On December 15, 2015, Dr. Larycia Hawkins, Associate Professor of Political Science at Wheaton College (Illinois), was placed on paid administrative leave. She had worn a hijab, an Islamic head scarf. Explaining her action, she wrote in a Facebook post: “I stand in religious solidarity with Muslims because they, like me, a Christian, are people of the book.[1] We worship the same God.”

That last statement led to her suspension. The college administration considered Dr. Hawkins’ position violated the school’s Statement of Faith, which, in part, reads: WE BELIEVE in one sovereign God…the everlasting Father, His only begotten Son, Jesus Christ our Lord, and the Holy Spirit, the giver of life…(God) has revealed Himself and His truth in the created order, in the Scriptures, and supremely in Jesus Christ…(Who), conceived by the Holy Spirit, born of the Virgin Mary, was true God and true man, existing in one person and without sin…
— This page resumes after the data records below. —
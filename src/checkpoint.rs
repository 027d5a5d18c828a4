//! Durable ingestion checkpoints for crash recovery and resume.
//!
//! Exactly one checkpoint file exists at a time. It records the last fully
//! persisted position — `(repo_id, language, last_processed_file)` plus
//! counters and the set of completed repositories — so a restarted run can
//! skip everything already in the store. Saves are atomic: the record is
//! written to a temp file in the same directory, flushed, then renamed over
//! the target. The pipeline owns the only writer and serializes saves.
//!
//! A failed save is a warning, never an abort: losing a checkpoint costs
//! re-doing at most one cadence window of idempotent work.

use std::io::Write;
use std::path::PathBuf;

use anyhow::{Context, Result};
use chrono::{DateTime, Utc};
use serde::{Deserialize, Serialize};

use crate::config::Language;

/// The persisted progress record.
#[derive(Debug, Clone, Serialize, Deserialize, PartialEq)]
pub struct CheckpointRecord {
    /// Repository currently being ingested.
    pub repo_id: String,
    /// Language group currently being ingested.
    pub language: Language,
    /// Relative path of the last fully persisted file; files sorting at or
    /// before this are skipped on resume.
    pub last_processed_file: String,
    /// Files fully persisted in the current (repo, language) group.
    pub files_processed: usize,
    /// Chunks stored so far in the current group.
    pub chunks_processed: usize,
    /// Repositories whose ingestion completed cleanly this run.
    #[serde(default)]
    pub completed_repos: Vec<String>,
    /// Wall-clock time of the save.
    pub timestamp: DateTime<Utc>,
}

/// Lightweight view for reporting, without cloning the whole record.
#[derive(Debug, Clone, Serialize)]
pub struct CheckpointInfo {
    pub repo_id: String,
    pub language: Language,
    pub files_processed: usize,
    pub chunks_processed: usize,
    pub completed_repos: usize,
    pub timestamp: DateTime<Utc>,
}

/// File-backed checkpoint store. At most one writer at any time.
#[derive(Debug)]
pub struct CheckpointStore {
    path: PathBuf,
}

impl CheckpointStore {
    pub fn new(path: impl Into<PathBuf>) -> Self {
        Self { path: path.into() }
    }

    pub fn path(&self) -> &std::path::Path {
        &self.path
    }

    /// Return the last persisted record, or `None` when no checkpoint
    /// exists or the file is unreadable (a stale or corrupt checkpoint is
    /// treated as absent, not fatal).
    pub fn load(&self) -> Option<CheckpointRecord> {
        let raw = std::fs::read_to_string(&self.path).ok()?;
        match serde_json::from_str(&raw) {
            Ok(record) => Some(record),
            Err(err) => {
                tracing::warn!(path = %self.path.display(), %err, "ignoring unreadable checkpoint");
                None
            }
        }
    }

    /// Atomically persist the record: temp file in the same directory,
    /// flush + fsync, rename over the target.
    pub fn save(&self, record: &CheckpointRecord) -> Result<()> {
        let dir = self
            .path
            .parent()
            .filter(|p| !p.as_os_str().is_empty())
            .map(PathBuf::from)
            .unwrap_or_else(|| PathBuf::from("."));
        let mut tmp = tempfile::NamedTempFile::new_in(&dir)
            .context("failed to create checkpoint temp file")?;
        let json = serde_json::to_string_pretty(record)?;
        tmp.write_all(json.as_bytes())
            .context("failed to write checkpoint")?;
        tmp.as_file().sync_all().context("failed to flush checkpoint")?;
        tmp.persist(&self.path)
            .map_err(|err| anyhow::anyhow!("failed to replace checkpoint file: {err}"))?;
        tracing::debug!(
            repo = %record.repo_id,
            language = %record.language,
            files = record.files_processed,
            "checkpoint saved"
        );
        Ok(())
    }

    /// Remove the checkpoint file. Idempotent.
    pub fn clear(&self) -> Result<()> {
        match std::fs::remove_file(&self.path) {
            Ok(()) => Ok(()),
            Err(err) if err.kind() == std::io::ErrorKind::NotFound => Ok(()),
            Err(err) => Err(err).context("failed to remove checkpoint file"),
        }
    }

    /// Lightweight read of counters for reporting.
    pub fn info(&self) -> Option<CheckpointInfo> {
        let record = self.load()?;
        Some(CheckpointInfo {
            repo_id: record.repo_id,
            language: record.language,
            files_processed: record.files_processed,
            chunks_processed: record.chunks_processed,
            completed_repos: record.completed_repos.len(),
            timestamp: record.timestamp,
        })
    }
}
The professor’s action and the school’s reaction provoked a variety of responses. A number of students protested, demanding that Dr. Hawkins be reinstated. Christians, well known and not, have expressed views supportive and critical of the professor and the college; some taking sides in the debate on the sameness or dissimilarity of the God of Jewish, Christian, and Muslim revelation and understanding. Discussions were held between Dr. Hawkins and the administration granting an opportunity for her to clarify her beliefs and for the school to examine further the inconsistencies of her stance with its tradition and doctrine. An impasse was reached, leading, earlier this month, to the presentation of a Notice of Recommendation to Initiate Termination-for-Cause Proceedings, the initial step of the school’s process for employment actions regarding tenured faculty.

I am sympathetic to Dr. Hawkins. I believe that the love and justice of Jesus call me to be in solidarity with all people, believers and non-believers of every kind. I also am sympathetic to Wheaton College. I believe that an institution, by the very necessity of its existence, has the right and authority to establish and maintain a coherent set of principles. Therefore, I perceive, sadly, that this conflict will have no mutually agreeable solution.

Regarding the issue of whether Jews, Christians, and Muslims worship the same God, I have three answers.

Yes, given that the three faiths claim Abraham as their common ancestor.

No, given that the doctrines of the Incarnation and the Trinity (in one fashion, articulated in Wheaton College’s Statement of Faith) distinguish Christianity from Judaism and Islam.

And, given that the God in whom I believe is larger than my understanding (and that of any person or group, religion or faith tradition), only God knows.

Footnote:

[1] “People of the book” is a common, shared descriptor for Jews, Christians, and Muslims, all who ground their religious comprehension and devotion in a sacred text, the Tanakh, the Bible, and the Koran, respectively.